• **GIVEN RECORDS**:

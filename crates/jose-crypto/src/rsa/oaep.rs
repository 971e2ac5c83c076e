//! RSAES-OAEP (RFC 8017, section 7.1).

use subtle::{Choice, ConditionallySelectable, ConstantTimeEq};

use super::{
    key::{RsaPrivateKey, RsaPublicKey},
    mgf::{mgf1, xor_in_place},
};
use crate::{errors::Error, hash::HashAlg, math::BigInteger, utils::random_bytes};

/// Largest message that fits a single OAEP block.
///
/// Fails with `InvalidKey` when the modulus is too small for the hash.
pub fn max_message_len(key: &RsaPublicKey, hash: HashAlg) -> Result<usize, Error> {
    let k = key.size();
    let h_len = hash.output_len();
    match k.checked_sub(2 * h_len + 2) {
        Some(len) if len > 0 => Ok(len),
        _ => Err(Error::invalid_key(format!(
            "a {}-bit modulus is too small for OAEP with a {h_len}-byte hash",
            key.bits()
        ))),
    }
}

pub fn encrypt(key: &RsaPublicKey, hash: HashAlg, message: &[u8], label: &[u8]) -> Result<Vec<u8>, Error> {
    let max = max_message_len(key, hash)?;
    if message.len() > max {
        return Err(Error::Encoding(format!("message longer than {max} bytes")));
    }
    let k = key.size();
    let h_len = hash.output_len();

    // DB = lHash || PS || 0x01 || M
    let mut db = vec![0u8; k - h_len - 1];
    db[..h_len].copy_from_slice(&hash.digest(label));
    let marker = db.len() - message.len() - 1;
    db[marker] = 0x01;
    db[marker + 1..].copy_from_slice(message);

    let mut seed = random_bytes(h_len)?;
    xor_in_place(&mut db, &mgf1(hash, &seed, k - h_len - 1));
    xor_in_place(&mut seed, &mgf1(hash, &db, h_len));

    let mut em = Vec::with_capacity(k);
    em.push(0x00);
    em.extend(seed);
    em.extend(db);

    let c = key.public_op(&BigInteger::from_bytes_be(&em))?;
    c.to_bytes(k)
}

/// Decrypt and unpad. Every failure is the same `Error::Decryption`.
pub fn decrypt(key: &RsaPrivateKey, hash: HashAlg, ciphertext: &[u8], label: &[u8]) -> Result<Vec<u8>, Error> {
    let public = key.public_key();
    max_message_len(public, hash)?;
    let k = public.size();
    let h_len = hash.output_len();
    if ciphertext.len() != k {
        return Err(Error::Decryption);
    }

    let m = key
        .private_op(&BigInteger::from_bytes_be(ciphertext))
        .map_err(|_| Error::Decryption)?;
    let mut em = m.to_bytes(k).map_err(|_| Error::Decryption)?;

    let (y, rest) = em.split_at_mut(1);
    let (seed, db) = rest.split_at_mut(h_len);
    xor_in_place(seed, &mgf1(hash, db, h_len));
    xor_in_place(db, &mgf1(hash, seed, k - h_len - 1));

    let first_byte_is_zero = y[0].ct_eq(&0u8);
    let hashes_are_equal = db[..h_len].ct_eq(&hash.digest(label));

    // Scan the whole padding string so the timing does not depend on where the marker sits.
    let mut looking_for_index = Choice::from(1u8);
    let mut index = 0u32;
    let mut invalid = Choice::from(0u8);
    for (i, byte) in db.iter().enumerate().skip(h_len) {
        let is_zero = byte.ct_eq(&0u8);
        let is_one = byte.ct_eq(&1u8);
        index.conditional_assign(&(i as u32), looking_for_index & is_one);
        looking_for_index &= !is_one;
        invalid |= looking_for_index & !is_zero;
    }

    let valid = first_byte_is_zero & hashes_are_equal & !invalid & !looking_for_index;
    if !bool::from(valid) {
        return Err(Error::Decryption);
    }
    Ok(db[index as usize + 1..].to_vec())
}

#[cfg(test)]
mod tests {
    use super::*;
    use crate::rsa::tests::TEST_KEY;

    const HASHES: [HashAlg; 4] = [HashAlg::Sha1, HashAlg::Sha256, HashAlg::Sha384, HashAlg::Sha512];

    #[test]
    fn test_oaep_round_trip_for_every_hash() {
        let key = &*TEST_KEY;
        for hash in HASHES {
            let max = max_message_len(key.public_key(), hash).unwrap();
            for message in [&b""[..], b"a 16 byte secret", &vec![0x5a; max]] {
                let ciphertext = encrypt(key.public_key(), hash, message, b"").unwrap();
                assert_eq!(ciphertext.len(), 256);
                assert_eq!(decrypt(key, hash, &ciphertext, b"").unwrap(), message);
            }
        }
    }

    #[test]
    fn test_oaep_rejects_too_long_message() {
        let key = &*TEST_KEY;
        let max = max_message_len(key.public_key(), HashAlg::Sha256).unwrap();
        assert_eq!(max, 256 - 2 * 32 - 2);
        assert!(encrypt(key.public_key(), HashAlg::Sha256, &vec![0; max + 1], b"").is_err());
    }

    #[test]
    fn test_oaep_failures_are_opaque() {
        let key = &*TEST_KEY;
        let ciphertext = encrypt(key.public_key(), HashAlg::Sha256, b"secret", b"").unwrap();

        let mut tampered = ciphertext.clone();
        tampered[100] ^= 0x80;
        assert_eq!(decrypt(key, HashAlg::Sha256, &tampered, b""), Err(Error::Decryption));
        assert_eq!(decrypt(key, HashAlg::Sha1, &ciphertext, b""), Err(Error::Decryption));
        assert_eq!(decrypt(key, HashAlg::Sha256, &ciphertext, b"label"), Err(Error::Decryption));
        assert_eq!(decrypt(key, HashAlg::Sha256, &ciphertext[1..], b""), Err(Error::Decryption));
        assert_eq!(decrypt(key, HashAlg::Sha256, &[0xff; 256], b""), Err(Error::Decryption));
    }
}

• **WHAT YOU WILL DO**:
Return solely the number of lines in the data that include the word "tests".

• **FINAL ANSWER**:
2